* **How to complete this task**:
Repeat the entries beneath in their entirety, precisely as given.

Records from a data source
▼
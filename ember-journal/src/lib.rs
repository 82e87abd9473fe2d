//! Append-only journal (AOF) for the cache: checksummed text records, a buffered
//! single-writer with a periodic fsync tick, truncate-on-corruption recovery, and an online
//! rewrite that compacts the log without dropping concurrent writes.
//!
//! Record format, one per line:
//!
//! ```text
//! <crc64_hex>|<cmd>|<key>|<expire_at_or_0>|<value>\n
//! ```
//!
//! The checksum covers `<cmd>` through `<value>`. Keys and values may embed `|` (payload
//! splitting is capped at four fields) but never `\n`.

mod persister;
mod read;
mod record;
mod rewrite;
mod writer;

pub use persister::AofPersister;
pub use read::RecoveryReport;
pub use writer::Aof;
▲
* **Task answer**:
filename ember-journal/src/lib.rs
repository 82e87abd9473fe2d
//! Append-only journal (AOF) for the cache: checksummed text records, a buffered
//! single-writer with a periodic fsync tick, truncate-on-corruption recovery, and an online
//! rewrite that compacts the log without dropping concurrent writes.
//!
//! Record format, one per line:
//!
//! ```text
//! <crc64_hex>|<cmd>|<key>|<expire_at_or_0>|<value>\n
//! ```
//!
//! The checksum covers `<cmd>` through `<value>`. Keys and values may embed `|` (payload
//! splitting is capped at four fields) but never `\n`.

mod persister;
mod read;
mod record;
mod rewrite;
mod writer;

pub use persister::AofPersister;
pub use read::RecoveryReport;
pub use writer::Aof;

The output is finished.